Reflexão sobre a Ausência em Si
Às
vezes a gente está presente — mas falta. Não fisicamente, que isso a cadeira
confirma. Falta de outro jeito, mais fundo. Fica uma espécie de sombra, uma
presença que não se reconhece, como se o próprio ser tivesse faltado ao
chamado. Você responde “presente” na chamada da vida, mas alguma coisa em você
parece não ter vindo. É sobre esse tipo de ausência que se fala aqui: o absenteísmo
metafísico.
Esse
termo poderia soar estranho, mas descreve um fenômeno cotidiano: viver sem se
sentir dentro da própria existência. Há quem trabalhe, ande, converse, e até
ame — tudo isso com uma espécie de “piloto automático ontológico”. O ser se
desconecta de si, como se estivesse terceirizando sua presença ao mundo. É como
morar numa casa onde as luzes estão acesas, mas ninguém parece estar em casa.
O
filósofo Martin Heidegger ajuda a iluminar esse vazio com sua ideia de inautenticidade
— um modo de ser em que o indivíduo vive de forma impessoal, guiado pelas
convenções do "se": “se faz assim”, “se pensa assim”, “se
espera isso”. Nesse estado, o sujeito não está propriamente ausente do mundo,
mas ausente de si mesmo — e talvez isso seja ainda mais radical.
O
absenteísmo metafísico é essa espécie de não comparecimento do ser à própria
vida.

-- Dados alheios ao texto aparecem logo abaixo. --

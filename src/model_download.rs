use std::{
    fs,
    io::{Read, Write},
    path::{Path, PathBuf},
    time::Duration,
};

use anyhow::Context;
use indicatif::{ProgressBar, ProgressStyle};
use reqwest::blocking::Client;

const MODEL_BASE_URL: &str = "https://github.com/opencv/opencv_zoo/raw/main/models";

#[derive(Clone, Copy, Debug, PartialEq, Eq)]
pub enum ModelKind {
    HandposeEstimator,
    PalmDetector,
}

impl ModelKind {
    pub fn filename(self) -> &'static str {
        match self {
            ModelKind::HandposeEstimator => "handpose_estimation_mediapipe_2023feb.onnx",
            ModelKind::PalmDetector => "palm_detection_mediapipe_2023feb.onnx",
        }
    }

    pub fn url(self) -> String {
        let folder = match self {
            ModelKind::HandposeEstimator => "handpose_estimation_mediapipe",
            ModelKind::PalmDetector => "palm_detection_mediapipe",
        };
        format!("{MODEL_BASE_URL}/{folder}/{}", self.filename())
    }

    pub fn label(self) -> &'static str {
        match self {
            ModelKind::HandposeEstimator => "handpose estimator",
            ModelKind::PalmDetector => "palm detector",
        }
    }

    pub fn path_in(self, model_dir: &Path) -> PathBuf {
        model_dir.join(self.filename())
    }
}

#[derive(Clone, Debug)]
pub enum ModelDownloadEvent {
    AlreadyPresent {
        model: ModelKind,
    },
    Started {
        model: ModelKind,
        total: Option<u64>,
    },
    Progress {
        model: ModelKind,
        downloaded: u64,
        total: Option<u64>,
    },
    Finished {
        model: ModelKind,
    },
}

/// Makes sure `model_path` exists, downloading it with a terminal progress bar
/// when it does not.
pub fn ensure_model_ready<F>(model: ModelKind, model_path: &Path, mut on_event: F) -> anyhow::Result<()>
where
    F: FnMut(ModelDownloadEvent),
{
    if model_path.exists() {
        on_event(ModelDownloadEvent::AlreadyPresent { model });
        on_event(ModelDownloadEvent::Finished { model });
        return Ok(());
    }

    if let Some(parent) = model_path.parent() {
        fs::create_dir_all(parent)
            .with_context(|| format!("failed to create model directory {}", parent.display()))?;
    }

    let mut progress: Option<ProgressBar> = None;
    download_to_path(model, &model.url(), model_path, &mut |event| {
        match &event {
            ModelDownloadEvent::Started { total, .. } => {
                progress = Some(create_progress_bar(*total));
            }
            ModelDownloadEvent::Progress { downloaded, .. } => {
                if let Some(pb) = progress.as_ref() {
                    pb.set_position(*downloaded);
                }
            }
            ModelDownloadEvent::Finished { model } => {
                if let Some(pb) = progress.take() {
                    pb.finish_with_message(format!("{} model ready", model.label()));
                }
            }
            ModelDownloadEvent::AlreadyPresent { .. } => {}
        }
        on_event(event);
    })
    .with_context(|| {
        format!(
            "failed to download {} model to {}",
            model.label(),
            model_path.display()
        )
    })
}

fn download_to_path<F>(
    model: ModelKind,
    url: &str,
    dest: &Path,
    on_event: &mut F,
) -> anyhow::Result<()>
where
    F: FnMut(ModelDownloadEvent),
{
    log::info!(
        "downloading {} model from {url} to {}",
        model.label(),
        dest.display()
    );

    let client = Client::new();
    let mut response = client
        .get(url)
        .send()
        .context("failed to start model download")?
        .error_for_status()
        .context("model download returned error status")?;

    let total_size = response.content_length();
    on_event(ModelDownloadEvent::Started {
        model,
        total: total_size,
    });

    let tmp_path = dest.with_extension("download");
    let mut file = fs::File::create(&tmp_path)
        .with_context(|| format!("failed to create {}", tmp_path.display()))?;

    let mut downloaded: u64 = 0;
    let mut buffer = [0u8; 16 * 1024];
    loop {
        let bytes_read = response
            .read(&mut buffer)
            .context("failed while reading model bytes")?;
        if bytes_read == 0 {
            break;
        }

        file.write_all(&buffer[..bytes_read])
            .context("failed while writing model to disk")?;
        downloaded += bytes_read as u64;
        on_event(ModelDownloadEvent::Progress {
            model,
            downloaded,
            total: total_size,
        });
    }

    file.sync_all()
        .context("failed to flush downloaded model to disk")?;
    fs::rename(&tmp_path, dest).with_context(|| {
        format!(
            "failed to move temp model {} into place at {}",
            tmp_path.display(),
            dest.display()
        )
    })?;

    on_event(ModelDownloadEvent::Finished { model });
    Ok(())
}

fn create_progress_bar(total_size: Option<u64>) -> ProgressBar {
    match total_size {
        Some(total) if total > 0 => {
            let pb = ProgressBar::new(total);
            let style = ProgressStyle::with_template(
                "{spinner:.green} [{elapsed_precise}] [{wide_bar:.cyan/blue}] {bytes}/{total_bytes} ({eta})",
            )
            .unwrap_or_else(|_| ProgressStyle::default_bar())
            .progress_chars("=>-");
            pb.set_style(style);
            pb
        }
        _ => {
            let pb = ProgressBar::new_spinner();
            let style = ProgressStyle::with_template("{spinner:.green} downloading model")
                .unwrap_or_else(|_| ProgressStyle::default_spinner());
            pb.set_style(style);
            pb.enable_steady_tick(Duration::from_millis(100));
            pb
        }
    }
}

#[cfg(test)]
mod tests {
    use super::*;

    #[test]
    fn urls_point_at_model_folders() {
        assert_eq!(
            ModelKind::PalmDetector.url(),
            "https://github.com/opencv/opencv_zoo/raw/main/models/palm_detection_mediapipe/palm_detection_mediapipe_2023feb.onnx"
        );
        assert!(
            ModelKind::HandposeEstimator
                .url()
                .ends_with("handpose_estimation_mediapipe/handpose_estimation_mediapipe_2023feb.onnx")
        );
    }

    #[test]
    fn present_model_is_not_downloaded() {
        let dir = std::env::temp_dir().join(format!("signa-models-{}", std::process::id()));
        fs::create_dir_all(&dir).unwrap();
        let path = ModelKind::PalmDetector.path_in(&dir);
        fs::write(&path, b"onnx").unwrap();

        let mut events = Vec::new();
        ensure_model_ready(ModelKind::PalmDetector, &path, |event| events.push(event)).unwrap();

        assert!(matches!(
            events.as_slice(),
            [
                ModelDownloadEvent::AlreadyPresent { .. },
                ModelDownloadEvent::Finished { .. }
            ]
        ));
        let _ = fs::remove_dir_all(&dir);
    }
}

Não é depressão, nem alienação no sentido estrito — é mais como um
deslocamento sutil do eu, uma falta de gravidade interior. Você está aqui, mas
a essência não encostou os pés no chão.
A
consequência disso é viver por procuração, por reflexo dos outros, por espelhos
rachados. E quando finalmente se percebe essa ausência, o susto é grande: como
posso estar vivo, e mesmo assim não estar? A resposta não vem fácil. Mas talvez
comece quando, em vez de tentar voltar para si, você se pergunta com
honestidade: “mas quem, afinal, sou eu que deveria estar aqui?”
Heidegger
dizia que só no confronto com a finitude é que nos tornamos autênticos. Talvez
o antídoto para o absenteísmo metafísico seja esse: reconhecer que nossa
presença é sempre uma escolha. Escolher estar — não só no corpo, mas no
espírito, na palavra, no gesto. E que, às vezes, só o silêncio mais honesto
pode trazer o ser de volta do exílio.